Sunset Photography, to Fake - or Not to Fake?
An Image Explained
I love photography at sunset and after because as the Sun sinks towards the horizon, colours warm and soften. Harsh contrast disappears and fine details emerge. Reddish sunlight kisses the landscape or reflects from clouds above giving a show like no other. Sunset images have a special place in my heart.
But there is a problem. A big problem, in that the Internet is awash with sunset images each more vibrant than the last. Flaming red skies and intensely coloured images dominate garnering hundreds of 'likes' on social media. And of course, the more this happens, the more lurid they become. But they are fakes, at least by interpretation if not in actuality. Some are of course actually faked as it is so easy to do. This sadly is made even easier by the advent of AI in image editing. The Sky Replacement feature in Photoshop, Adobe's flagship program, has a lot to answer for. (Other image editors are available) The pressure on photographers to conform is also immense, not just from the public's avid consumption of such images, but also from within their own ranks. It is so easy to just crank up the saturation slider a bit more every time. It takes quite a bit of determination to resist such trends.
Another situation arises in Camera Club circles, where judges often demand unnatural levels of perfection. After all, they will have seen literally hundreds of such images before. So once again the temptation to fiddle with an image past the point where it is a true reflection of the scene that was captured can become irresistible. It is of course easier to do in the digital realm, although not impossible in the Analogue (film) one. That phrase above 'true reflection' has recently acquired some meaning in that a number of prestigious Landscape Photography Competitions have started to specify it in their rules. Images submitted are expected to meet that criterion and entrants may be compelled to present their original Raw, unedited, image for perusal. I think that is a Good Thing (capitals intentional) Why? because ultimately if we present ourselves as artists, we need to maintain our integrity so the public will maintain trust in our output. If we lose their trust, we become irrelevant and irrelevance consigns our work to the dustbin of history.
Real or Fake?
So, is the image above real or fake and does it satisfy that criterion by being a 'true reflection' of the scene? Well, first let me say that it has had some editing. And, I have used techniques at the time of capturing it to facilitate editing. Furthermore, they have altered the appearance beyond that which is usually captured by the camera. Yet I claim that it is a 'true reflection' of the scene. Why? so first let me list what has been done to it, then I will try and give my rationale why it is still a true photograph, rather than a digital creation.
A Circular Polariser - attached to a Lee filter holder in front of the lens has reduced specular highlights particularly on the surface of the sea, reducing its brightness and increasing its transparency. The reduction in brightness enables the eye to rest more easily on the elements that I want to be prominent. Some colours will have become more saturated. I did reduce the effect by rotating the polariser slightly as I wanted some sheen on the sea.
3 Stop soft ND graduated filter attached as above.
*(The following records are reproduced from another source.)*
//! The debug session: one live debugger subprocess wired to the bridge core.
//!
//! A session owns its subprocess exclusively. All output processing
//! (demultiplexing, packet dispatch, cache mutation) runs sequentially on
//! one task, so handlers never race each other. The presentation layer
//! holds the [`DebugSession`] handle and consumes [`SessionEvent`]s; it
//! never blocks the stream loop.

use std::path::{Path, PathBuf};
use std::sync::atomic::{AtomicBool, Ordering};
use std::sync::{Arc, Mutex};

use serde::de::DeserializeOwned;
use tokio::process::Child;
use tokio::sync::mpsc;

use jgdb_core::protocol::{
    remote, BacktraceFinishedArgs, FoundFrameArgs, FoundInferiorArgs, FoundThreadArgs,
    FrameDescriptor, HoverFailedArgs, HoverFinishedArgs, HoverQueryArgs, PositionFinishedArgs,
    ThreadsQueryArgs,
};
use jgdb_core::{
    decode_packet, internal_command, remote_call, user_command, BreakpointSpec, BreakpointTable,
    Command, ContextCache, Op, PacketDispatcher, PendingRequests, QueryOutcome, SourcePosition,
    StreamDemux,
};

use crate::error::SessionError;
use crate::event::SessionEvent;
use crate::supervisor::{self, GdbProcess, SpawnedProcess};

/// How to launch the debugger.
#[derive(Debug, Clone, PartialEq, Eq)]
pub struct SessionConfig {
    /// Path to the debugger binary.
    pub gdb_path: PathBuf,
    /// Extra arguments passed to the debugger.
    pub gdb_args: Vec<String>,
    /// Debugger-side extension script to `source` at startup, if any.
    /// Without it no packets will ever arrive.
    pub extension_script: Option<PathBuf>,
}

impl Default for SessionConfig {
    fn default() -> Self {
        Self {
            gdb_path: PathBuf::from("gdb"),
            gdb_args: Vec::new(),
            extension_script: None,
        }
    }
}

/// Shared state the stream loop and the session handle both touch.
struct Shared {
    pending: Mutex<PendingRequests>,
    context: Mutex<ContextCache>,
    position: Mutex<Option<SourcePosition>>,
    accepts_input: AtomicBool,
    alive: AtomicBool,
    events: mpsc::UnboundedSender<SessionEvent>,
}

/// A handle to one active debug run.
pub struct DebugSession {
    process: GdbProcess,
    shared: Arc<Shared>,
    breakpoints: Mutex<BreakpointTable>,
}
//! Outbound command encoding.
//!
//! Three forms go down the same newline-terminated stdin transport: raw
//! user input, internal commands (annotated so the interactive surface
//! can tell them apart), and remote function invocations. A remote call
//! serializes its arguments as JSON and base64-encodes them so the whole
//! invocation survives as a single line with no unescaped control
//! characters; the literal syntax is what the debugger-side script
//! expects and must not change unilaterally.

use base64::{engine::general_purpose::STANDARD as BASE64_STANDARD, Engine as _};
use serde::Serialize;

use crate::error::CoreError;

/// One encoded outbound command.
#[derive(Debug, Clone, PartialEq, Eq)]
pub struct Command {
    /// The line to write to the subprocess (newline appended by transport).
    pub line: String,
    /// Annotation for the interactive surface, if this is not user input.
    pub annotation: Option<String>,
}

/// Encode a user-typed command: verbatim passthrough.
pub fn user_command(text: impl Into<String>) -> Command {
    Command {
        line: text.into(),
        annotation: None,
    }
}

/// Encode a system-issued debugger command.
pub fn internal_command(command: impl Into<String>) -> Command {
    let line = command.into();
    let annotation = format!("Internal Command: {line}");
    Command {
        line,
        annotation: Some(annotation),
    }
}

/// Encode an invocation of a function in the debugger-side script.
///
/// # Errors
///
/// [`CoreError::EncodeFailed`] when `args` cannot be serialized.
pub fn remote_call<T: Serialize>(name: &str, args: &T) -> Result<Command, CoreError> {
    let json = serde_json::to_string(args).map_err(|e| CoreError::EncodeFailed {
        function: name.to_string(),
        message: e.to_string(),
    })?;
    let encoded = BASE64_STANDARD.encode(json.as_bytes());
    Ok(Command {
        line: format!("python invoke_function_from_vscode(\"{name}\", \"{encoded}\")"),
        annotation: Some(format!("Internal Python Call: {name}")),
    })
}

#[cfg(test)]
mod tests {
    use super::*;
    use serde::Deserialize;

    #[test]
    fn user_command_is_verbatim() {
        let cmd = user_command("break main");
        assert_eq!(cmd.line, "break main");
        assert!(cmd.annotation.is_none());
    }

    #[test]
    fn internal_command_carries_annotation() {
        let cmd = internal_command("file /tmp/a.out");
        assert_eq!(cmd.line, "file /tmp/a.out");
        assert_eq!(
            cmd.annotation.as_deref(),
            Some("Internal Command: file /tmp/a.out")
        );
    }

    #[test]
    fn remote_call_literal_syntax() {
        #[derive(Serialize)]
        struct Empty {}
        let cmd = remote_call("request_current_position", &Empty {}).unwrap();
        let encoded = BASE64_STANDARD.encode(b"{}");
        assert_eq!(
            cmd.line,
            format!("python invoke_function_from_vscode(\"request_current_position\", \"{encoded}\")")
        );
        assert_eq!(
            cmd.annotation.as_deref(),
            Some("Internal Python Call: request_current_position")
        );
    }

    #[test]
    fn remote_call_round_trips_arguments() {
        #[derive(Serialize, Deserialize, PartialEq, Debug)]
        struct Args {
            expression: String,
        }
        let args = Args {
            expression: "buffer->len".into(),
        };
        let cmd = remote_call("request_hover_value", &args).unwrap();

        // Extract the base64 blob back out of the command line.
        let start = cmd.line.rfind(", \"").unwrap() + 3;
        let end = cmd.line.rfind("\")").unwrap();
        let decoded = BASE64_STANDARD.decode(&cmd.line[start..end]).unwrap();
        let round_tripped: Args = serde_json::from_slice(&decoded).unwrap();
        assert_eq!(round_tripped, args);
    }

    #[test]
    fn remote_call_is_single_line_for_any_arguments() {
        #[derive(Serialize)]
        struct Tricky {
            text: String,
        }
        let args = Tricky {
            text: "line one\nline \"two\"\ttabbed".into(),
        };
        let cmd = remote_call("request_hover_value", &args).unwrap();
        assert!(!cmd.line.contains('\n'));
        assert!(!cmd.line.contains('\t'));
    }
}
//! Session error types.

use thiserror::Error;

/// Errors from session lifecycle and query operations.
#[derive(Debug, Error)]
pub enum SessionError {
    /// A debug session is already active for this surface.
    #[error("a debug session is already active")]
    AlreadyRunning,

    /// The debugger process failed to start.
    #[error("debugger failed to start: {0}")]
    SpawnFailed(String),

    /// The session has ended; the subprocess is gone.
    #[error("session is closed")]
    Closed,

    /// The debugger is running and not accepting commands.
    #[error("debugger is not accepting commands")]
    NotReady,

    /// The debugger answered a query with an explicit failure.
    #[error("query failed: {key}")]
    QueryFailed {
        /// The correlation key of the failed query.
        key: String,
    },

    /// A command could not be encoded.
    #[error(transparent)]
    Encode(#[from] jgdb_core::CoreError),
}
This has the effect of reducing the overall contrast in the image so detail and colours are rendered properly in the sky. Without it, I would have had to make a choice between the sky and the rest of the image as the overall brightness range was greater than my camera could render. With it, the sky and foreground are more, or less in balance.
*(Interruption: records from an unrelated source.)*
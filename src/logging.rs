//! File-backed logging for the interactive front end.
//!
//! The console owns the terminal, so diagnostics go to a log file rather
//! than stderr. The subscriber is set up here and only here; the library
//! crates just emit `tracing` events.

use std::fs::OpenOptions;
use std::io;
use std::path::{Path, PathBuf};
use std::sync::Arc;

use anyhow::{Context, Result};
use tracing_subscriber::EnvFilter;

/// Platform default for the log file.
///
/// * Linux: `$HOME/.local/share/jgdb/jgdb.log`
/// * macOS: `$HOME/Library/Logs/jgdb/jgdb.log`
/// * Fallback: `/tmp/jgdb/jgdb.log`
pub fn default_log_path() -> PathBuf {
    #[cfg(target_os = "macos")]
    {
        if let Some(home) = std::env::var_os("HOME") {
            return PathBuf::from(home).join("Library/Logs/jgdb/jgdb.log");
        }
    }
    #[cfg(not(target_os = "macos"))]
    {
        if let Some(home) = std::env::var_os("HOME") {
            return PathBuf::from(home).join(".local/share/jgdb/jgdb.log");
        }
    }
    PathBuf::from("/tmp/jgdb/jgdb.log")
}

/// Create the log file's parent directory if needed.
pub fn ensure_log_dir(log_path: &Path) -> io::Result<()> {
    if let Some(parent) = log_path.parent() {
        if !parent.exists() {
            std::fs::create_dir_all(parent)?;
        }
    }
    Ok(())
}

/// Install the global subscriber, writing to `log_path` at `level`.
///
/// `RUST_LOG` overrides the configured level when set.
pub fn init(log_path: &Path, level: &str) -> Result<()> {
    ensure_log_dir(log_path)
        .with_context(|| format!("could not create log dir for {}", log_path.display()))?;
    let file = OpenOptions::new()
        .create(true)
        .append(true)
        .open(log_path)
        .with_context(|| format!("could not open log file {}", log_path.display()))?;

    let filter = EnvFilter::try_from_default_env().unwrap_or_else(|_| EnvFilter::new(level));
    tracing_subscriber::fmt()
        .with_env_filter(filter)
        .with_writer(Arc::new(file))
        .with_ansi(false)
        .init();
    Ok(())
}
//! Dispatch state machine
//!
//! TigerStyle: Explicit states, checked transitions.
//!
//! ```text
//!   +---------+   failure with supervisor   +-----------+
//!   | Default | --------------------------> | Suspended |
//!   |         | <-------------------------- |           |
//!   +---------+     resume / restart        +-----------+
//!        |                                        |
//!        | failure, dismiss                       | stop, abort, dismiss
//!        v                                        v
//!   +-------------------------------------------------+
//!   |                     Stopped                     |
//!   +-------------------------------------------------+
//! ```

use std::fmt;
use std::sync::Arc;
use troupe_core::Error;

/// Where an actor's dispatch engine stands
#[derive(Debug, Clone, Copy, PartialEq, Eq, Default)]
pub enum DispatchState {
    /// Messages go straight to the behavior
    #[default]
    Default,
    /// A failure is awaiting a supervisor's decision; messages are buffered
    Suspended,
    /// Terminal; everything bounces
    Stopped,
}

impl DispatchState {
    /// Check if messages reach the behavior
    pub fn can_dispatch(&self) -> bool {
        matches!(self, DispatchState::Default)
    }

    /// Check if valid transition
    pub fn can_transition_to(&self, next: DispatchState) -> bool {
        match (self, next) {
            (DispatchState::Default, DispatchState::Suspended) => true,
            (DispatchState::Suspended, DispatchState::Default) => true,
            (DispatchState::Default, DispatchState::Stopped) => true,
            (DispatchState::Suspended, DispatchState::Stopped) => true,
            // Stopped is terminal
            (DispatchState::Stopped, _) => false,
            _ if *self == next => true,
            _ => false,
        }
    }
}

impl fmt::Display for DispatchState {
    fn fmt(&self, f: &mut fmt::Formatter<'_>) -> fmt::Result {
        match self {
            DispatchState::Default => write!(f, "default"),
            DispatchState::Suspended => write!(f, "suspended"),
            DispatchState::Stopped => write!(f, "stopped"),
        }
    }
}

/// Failure awaiting a supervisor's decision
#[derive(Debug, Clone)]
pub(crate) struct Suspension {
    pub(crate) failure_id: String,
    pub(crate) cause: Arc<Error>,
}

#[cfg(test)]
mod tests {
    use super::*;

    #[test]
    fn test_valid_transitions() {
        use DispatchState::*;
        assert!(Default.can_transition_to(Suspended));
        assert!(Suspended.can_transition_to(Default));
        assert!(Default.can_transition_to(Stopped));
        assert!(Suspended.can_transition_to(Stopped));
        assert!(Default.can_transition_to(Default));
    }

    #[test]
    fn test_stopped_is_terminal() {
        use DispatchState::*;
        assert!(!Stopped.can_transition_to(Default));
        assert!(!Stopped.can_transition_to(Suspended));
        assert!(!Stopped.can_transition_to(Stopped));
    }

    #[test]
    fn test_only_default_dispatches() {
        assert!(DispatchState::Default.can_dispatch());
        assert!(!DispatchState::Suspended.can_dispatch());
        assert!(!DispatchState::Stopped.can_dispatch());
    }

    #[test]
    fn test_display() {
        assert_eq!(DispatchState::Suspended.to_string(), "suspended");
    }
}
6 Stop ND filter also attached as above. This reduces the light entering the lens by a factor of 64. To compensate for this reduction in light, I increased the exposure to 25 seconds. This reduces the amount of distracting detail in the sea which was choppy as a result of a strong breeze and together with the polariser, delivers a calmer, less frenetic picture. The clouds are also a little softer too.
Editing in Lightroom to include minor overall adjustments to contrast, exposure levels, white balance, vibrance and saturation.
Targeted edits in Lightroom to include brightening of dark areas so detail and colour present are revealed. Also a slight reduction in the very bright central area of sky and also a slight increase and shift in the colours of the sky
Cloning out two small distracting rocks and removal of some marks caused by water droplets plus sharpening using a method called 'High Pass' then adding a drop shadow for presentation purposes - all in Adobe Photoshop.
And that was it. The purpose of my edits was to further reduce the overall level of contrast whilst still having some sense of drama and allowing the eye to explore the various areas of the image in the way it would naturally, if present at the time. Although titled as a Sunset, I purposely left the Sun OUT of the frame. It's presence can still be felt in several areas though such as the rocks to fore and mid ground as well as the distant green cliffs. These vital clues along with the warm sky tones tell us that it is sunset, so we do not need to see the Sun. Indeed, if the Sun WAS present it would as it always does, dominate the scene leading to an unbalanced image. To compensate for this dominance and re-balance the composition, would have necessitated much more extreme image adjustments resulting in an artificial look and possibly even artifacts of the processing. Of course, this is just my processing workflow and other methods are possible and equally valid. What I do want to stress is that none of the adjustments made were extreme and were all made with the intention of creating an image that will print well and look good when hung on the wall. That may well result in fewer 'likes' on social media, but I feel it is an image that does truly reflect the scene.